— PROBLEM STATEMENT —
The answer should consist of all the entries, repeated word for word.

— Stored data entries —
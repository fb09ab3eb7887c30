//! Minimal Ethereum JSON-RPC client over `reqwest`.
//!
//! Used both for the public read-only endpoints of each network and for the
//! wallet's signing endpoint.

use std::{
    sync::{
        atomic::{AtomicU64, Ordering},
        Arc,
    },
    time::Duration,
};

use alloy_primitives::{Address, Bytes, B256, U256, U64};
use serde::{de::DeserializeOwned, Deserialize, Serialize};
use serde_json::{json, Value};

#[derive(Clone)]
pub struct JsonRpcClient {
    http: reqwest::Client,
    url: String,
    next_id: Arc<AtomicU64>,
}

#[derive(Serialize)]
struct RpcRequest<'a> {
    jsonrpc: &'static str,
    id: u64,
    method: &'a str,
    params: Value,
}

#[derive(Deserialize)]
struct RpcResponse {
    #[serde(default)]
    result: Value,
    #[serde(default)]
    error: Option<RpcErrorObject>,
}

#[derive(Debug, Deserialize)]
struct RpcErrorObject {
    code: i64,
    message: String,
    #[serde(default)]
    data: Option<Value>,
}

/// Receipt fields the dashboard cares about.
#[derive(Debug, Clone, PartialEq, Eq, Deserialize)]
#[serde(rename_all = "camelCase")]
pub struct TxReceipt {
    pub transaction_hash: B256,
    #[serde(default)]
    pub status: Option<U64>,
    #[serde(default)]
    pub block_number: Option<U64>,
    #[serde(default)]
    pub gas_used: Option<U256>,
}

impl TxReceipt {
    /// Pre-Byzantium receipts carry no status and are treated as successful.
    pub fn succeeded(&self) -> bool {
        self.status.map_or(true, |status| status == U64::from(1))
    }
}

impl JsonRpcClient {
    /// `timeout` of `None` leaves requests unbounded; the wallet endpoint
    /// needs that because a signature prompt can stay open indefinitely.
    pub fn new(url: impl Into<String>, timeout: Option<Duration>) -> Result<Self, RpcError> {
        let mut builder = reqwest::Client::builder();
        if let Some(timeout) = timeout {
            builder = builder.timeout(timeout);
        }
        let http = builder
            .build()
            .map_err(|e| RpcError::Transport(e.to_string()))?;

        Ok(Self {
            http,
            url: url.into(),
            next_id: Arc::new(AtomicU64::new(1)),
        })
    }

    pub fn url(&self) -> &str {
        &self.url
    }

    pub async fn request<R: DeserializeOwned>(
        &self,
        method: &str,
        params: Value,
    ) -> Result<R, RpcError> {
        let id = self.next_id.fetch_add(1, Ordering::Relaxed);
        tracing::debug!("rpc {} -> {} (id {})", method, self.url, id);

        let response = self
            .http
            .post(&self.url)
            .json(&RpcRequest {
                jsonrpc: "2.0",
                id,
                method,
                params,
            })
            .send()
            .await
            .map_err(|e| RpcError::Transport(e.to_string()))?
            .error_for_status()
            .map_err(|e| RpcError::Transport(e.to_string()))?;

        let body: RpcResponse = response
            .json()
            .await
            .map_err(|e| RpcError::Decode(e.to_string()))?;

        decode_response(body)
    }

    pub async fn eth_call(&self, to: Address, data: Bytes) -> Result<Bytes, RpcError> {
        self.request("eth_call", json!([{ "to": to, "data": data }, "latest"]))
            .await
    }

    pub async fn chain_id(&self) -> Result<u64, RpcError> {
        let chain_id: U64 = self.request("eth_chainId", json!([])).await?;
        Ok(chain_id.to::<u64>())
    }

    pub async fn transaction_receipt(&self, hash: B256) -> Result<Option<TxReceipt>, RpcError> {
        self.request("eth_getTransactionReceipt", json!([hash])).await
    }
}

fn decode_response<R: DeserializeOwned>(body: RpcResponse) -> Result<R, RpcError> {
    if let Some(error) = body.error {
        return Err(RpcError::Rpc {
            code: error.code,
            message: error.message,
            data: error.data.map(|d| d.to_string()),
        });
    }
    serde_json::from_value(body.result).map_err(|e| RpcError::Decode(e.to_string()))
}

#[derive(Debug, thiserror::Error)]
pub enum RpcError {
    #[error("HTTP transport error: {0}")]
    Transport(String),

    /// Error object returned by the node or wallet
    #[error("{message}")]
    Rpc {
        code: i64,
        message: String,
        data: Option<String>,
    },

    #[error("Invalid RPC response: {0}")]
    Decode(String),
}

impl RpcError {
    pub fn code(&self) -> Option<i64> {
        match self {
            RpcError::Rpc { code, .. } => Some(*code),
            _ => None,
        }
    }
}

— ANSWER BOX —
repository fb09ab3eb7887c30
//! Minimal Ethereum JSON-RPC client over `reqwest`.
//!
//! Used both for the public read-only endpoints of each network and for the
//! wallet's signing endpoint.

use std::{
    sync::{
        atomic::{AtomicU64, Ordering},
        Arc,
    },
    time::Duration,
};

use alloy_primitives::{Address, Bytes, B256, U256, U64};
use serde::{de::DeserializeOwned, Deserialize, Serialize};
use serde_json::{json, Value};

#[derive(Clone)]
pub struct JsonRpcClient {
    http: reqwest::Client,
    url: String,
    next_id: Arc<AtomicU64>,
}

#[derive(Serialize)]
struct RpcRequest<'a> {
    jsonrpc: &'static str,
    id: u64,
    method: &'a str,
    params: Value,
}

#[derive(Deserialize)]
struct RpcResponse {
    #[serde(default)]
    result: Value,
    #[serde(default)]
    error: Option<RpcErrorObject>,
}

#[derive(Debug, Deserialize)]
struct RpcErrorObject {
    code: i64,
    message: String,
    #[serde(default)]
    data: Option<Value>,
}

/// Receipt fields the dashboard cares about.
#[derive(Debug, Clone, PartialEq, Eq, Deserialize)]
#[serde(rename_all = "camelCase")]
pub struct TxReceipt {
    pub transaction_hash: B256,
    #[serde(default)]
    pub status: Option<U64>,
    #[serde(default)]
    pub block_number: Option<U64>,
    #[serde(default)]
    pub gas_used: Option<U256>,
}

impl TxReceipt {
    /// Pre-Byzantium receipts carry no status and are treated as successful.
    pub fn succeeded(&self) -> bool {
        self.status.map_or(true, |status| status == U64::from(1))
    }
}

impl JsonRpcClient {
    /// `timeout` of `None` leaves requests unbounded; the wallet endpoint
    /// needs that because a signature prompt can stay open indefinitely.
    pub fn new(url: impl Into<String>, timeout: Option<Duration>) -> Result<Self, RpcError> {
        let mut builder = reqwest::Client::builder();
        if let Some(timeout) = timeout {
            builder = builder.timeout(timeout);
        }
        let http = builder
            .build()
            .map_err(|e| RpcError::Transport(e.to_string()))?;

        Ok(Self {
            http,
            url: url.into(),
            next_id: Arc::new(AtomicU64::new(1)),
        })
    }

    pub fn url(&self) -> &str {
        &self.url
    }

    pub async fn request<R: DeserializeOwned>(
        &self,
        method: &str,
        params: Value,
    ) -> Result<R, RpcError> {
        let id = self.next_id.fetch_add(1, Ordering::Relaxed);
        tracing::debug!("rpc {} -> {} (id {})", method, self.url, id);

        let response = self
            .http
            .post(&self.url)
            .json(&RpcRequest {
                jsonrpc: "2.0",
                id,
                method,
                params,
            })
            .send()
            .await
            .map_err(|e| RpcError::Transport(e.to_string()))?
            .error_for_status()
            .map_err(|e| RpcError::Transport(e.to_string()))?;

        let body: RpcResponse = response
            .json()
            .await
            .map_err(|e| RpcError::Decode(e.to_string()))?;

        decode_response(body)
    }

    pub async fn eth_call(&self, to: Address, data: Bytes) -> Result<Bytes, RpcError> {
        self.request("eth_call", json!([{ "to": to, "data": data }, "latest"]))
            .await
    }

    pub async fn chain_id(&self) -> Result<u64, RpcError> {
        let chain_id: U64 = self.request("eth_chainId", json!([])).await?;
        Ok(chain_id.to::<u64>())
    }

    pub async fn transaction_receipt(&self, hash: B256) -> Result<Option<TxReceipt>, RpcError> {
        self.request("eth_getTransactionReceipt", json!([hash])).await
    }
}

fn decode_response<R: DeserializeOwned>(body: RpcResponse) -> Result<R, RpcError> {
    if let Some(error) = body.error {
        return Err(RpcError::Rpc {
            code: error.code,
            message: error.message,
            data: error.data.map(|d| d.to_string()),
        });
    }
    serde_json::from_value(body.result).map_err(|e| RpcError::Decode(e.to_string()))
}

#[derive(Debug, thiserror::Error)]
pub enum RpcError {
    #[error("HTTP transport error: {0}")]
    Transport(String),

    /// Error object returned by the node or wallet
    #[error("{message}")]
    Rpc {
        code: i64,
        message: String,
        data: Option<String>,
    },

    #[error("Invalid RPC response: {0}")]
    Decode(String),
}

impl RpcError {
    pub fn code(&self) -> Option<i64> {
        match self {
            RpcError::Rpc { code, .. } => Some(*code),
            _ => None,
        }
    }
}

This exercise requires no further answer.